Dans ces neuf vies, vous rencontrerez des enfants, des jeunes femme, une vieille dame et d’autres personnages secondaires, des animaux, des créatures fantastiques qui ont tous quelque chose à vous raconter à vous montrer. Au fil des pages, on sent qu’un fil tenu nous entraîne, solide pourtant et qu’il nous raconte ces vies, mille et une à la fois et nous embarque entre réflexion et imagination.
Les illustrations de Régis Lejonc achèvent de donner une colonne vertébrale visuelle à l’ensemble, alors même qu’il change d’univers et d’époque à chaque fois : c’est juste somptueux le tout renforcé par le très grand format de l’album qui permet d’offrir aux lecteurs un écrin magnifique (couverture renforcée toilée..).

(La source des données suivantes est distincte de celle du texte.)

// Host-side tests for label atlas packing.

#![allow(dead_code)]
#[path = "../src/atlas.rs"]
mod atlas;

use atlas::*;
use folio_core::icon::{SvgIcon, ViewBox};
use folio_core::icons;
use folio_core::scene::{GpuInstance, LabelRef, Material, MeshInstance};
use folio_core::texture::{build_label, LabelCache};
use folio_core::{Rgba, Skill, SKILLS};
use glam::Vec3;

const CELL: u32 = 32;

fn layout() -> AtlasLayout {
    AtlasLayout {
        cols: 4,
        rows: 4,
        cell: CELL,
    }
}

#[test]
fn slots_fill_rows_left_to_right() {
    let l = layout();
    assert_eq!(l.size(), (128, 128));
    assert_eq!(l.slot_origin(0), Some((0, 0)));
    assert_eq!(l.slot_origin(3), Some((96, 0)));
    assert_eq!(l.slot_origin(4), Some((0, 32)));
    assert_eq!(l.slot_origin(15), Some((96, 96)));
    assert_eq!(l.slot_origin(16), None);
}

#[test]
fn every_skill_gets_a_distinct_slot() {
    let mut cache = LabelCache::new(CELL);
    let atlas = LabelAtlas::build(&SKILLS, &mut cache, layout());
    assert_eq!(atlas.len(), SKILLS.len());
    let mut slots: Vec<u32> = SKILLS.iter().filter_map(|s| atlas.slot(s.icon)).collect();
    slots.sort_unstable();
    slots.dedup();
    assert_eq!(slots.len(), SKILLS.len());
    assert_eq!(cache.builds(), SKILLS.len());
}

#[test]
fn blit_copies_into_the_right_cell() {
    let square = SvgIcon::new("square", ViewBox::square(24.0), vec!["M0 0H24V24H0Z".to_string()]);
    let label = build_label(&square, Rgba::WHITE, CELL).unwrap();
    let l = layout();
    let (w, h) = l.size();
    let mut pixels = vec![0u8; (w * h * 4) as usize];
    assert!(blit_label(&mut pixels, &l, 5, &label));

    // slot 5 is column 1, row 1; its centre carries the icon
    let (cx, cy) = (CELL + CELL / 2, CELL + CELL / 2);
    let alpha = pixels[((cy * w + cx) * 4 + 3) as usize];
    assert!(alpha > 0);
    // slot 0 stays empty
    let alpha0 = pixels[(((CELL / 2) * w + CELL / 2) * 4 + 3) as usize];
    assert_eq!(alpha0, 0);
}

#[test]
fn blit_rejects_wrong_size_and_full_atlas() {
    let square = SvgIcon::new("square", ViewBox::square(24.0), vec!["M0 0H24V24H0Z".to_string()]);
    let big = build_label(&square, Rgba::WHITE, CELL * 2).unwrap();
    let small = build_label(&square, Rgba::WHITE, CELL).unwrap();
    let l = layout();
    let (w, h) = l.size();
    let mut pixels = vec![0u8; (w * h * 4) as usize];
    assert!(!blit_label(&mut pixels, &l, 0, &big));
    assert!(!blit_label(&mut pixels, &l, 16, &small));
    assert!(pixels.iter().all(|&b| b == 0));
}

/// Skills with one icon that fails to parse and one that draws nothing.
fn skills_with_bad_icons() -> [Skill; 16] {
    let mut skills = SKILLS;
    skills[2].icon = "broken";
    skills[5].icon = "blank";
    skills
}

fn resolve(name: &str) -> Option<SvgIcon> {
    match name {
        "broken" => Some(SvgIcon::new(name, ViewBox::square(24.0), vec!["M0 0 Q".into()])),
        "blank" => Some(SvgIcon::new(name, ViewBox::square(24.0), vec!["M4 4".into()])),
        _ => icons::builtin(name),
    }
}

#[test]
fn unknown_icon_gets_no_slot() {
    let mut skills = SKILLS;
    skills[0].icon = "no-such-icon";
    let mut cache = LabelCache::new(CELL);
    let atlas = LabelAtlas::build(&skills, &mut cache, layout());
    assert_eq!(atlas.slot("no-such-icon"), None);
    assert_eq!(atlas.len(), SKILLS.len() - 1);
}

#[test]
fn unrasterisable_labels_are_skipped_and_built_once() {
    let skills = skills_with_bad_icons();
    let mut cache = LabelCache::new(CELL);
    let atlas = LabelAtlas::build_with(&skills, &mut cache, layout(), resolve);
    assert_eq!(atlas.slot("broken"), None);
    assert_eq!(atlas.slot("blank"), None);
    assert_eq!(atlas.len(), SKILLS.len() - 2);
    // every icon, good or bad, was rasterised exactly once
    assert_eq!(cache.builds(), SKILLS.len());

    // a rebuild through the same cache hits the cached failures
    let again = LabelAtlas::build_with(&skills, &mut cache, layout(), resolve);
    assert_eq!(cache.builds(), SKILLS.len());
    assert_eq!(again.len(), atlas.len());
}

#[test]
fn keycap_without_a_label_renders_without_a_slot() {
    let skills = skills_with_bad_icons();
    let mut cache = LabelCache::new(CELL);
    let atlas = LabelAtlas::build_with(&skills, &mut cache, layout(), resolve);
    let mut top = MeshInstance::cuboid(Vec3::ZERO, Vec3::ONE, Material::standard(Rgba::WHITE, 0.3, 0.1));
    top.label = Some(LabelRef {
        icon: "broken",
        color: Rgba::WHITE,
        scale: 0.8,
    });
    let slot = top.label.as_ref().and_then(|l| atlas.slot(l.icon));
    let gpu = GpuInstance::from_mesh(&top, slot);
    assert_eq!(gpu.params[0], -1.0);
    assert_eq!(gpu.color[3], 1.0);
}

#[test]
fn taking_pixels_keeps_the_slot_table() {
    let mut cache = LabelCache::new(CELL);
    let mut atlas = LabelAtlas::build(&SKILLS, &mut cache, layout());
    let (w, h) = layout().size();
    let pixels = atlas.take_pixels();
    assert_eq!(pixels.len(), (w * h * 4) as usize);
    assert!(atlas.pixels().is_empty());
    assert_eq!(atlas.slot(SKILLS[0].icon), Some(0));
}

Vous l’aurez compris cet album est immanquable. Il vous embarquera sans coup férir dans des univers extraordinaires, magnifiquement écrits (bravo aux autrices et auteurs, quel talent) et cet album va devenir une des merveilles de votre bibliothèque qu’on ressort régulièrement pour le feuilleter, le relire et le partager avec d’autres petits nouveaux qui viendront le découvrir. Une réussite totale ! Bravo !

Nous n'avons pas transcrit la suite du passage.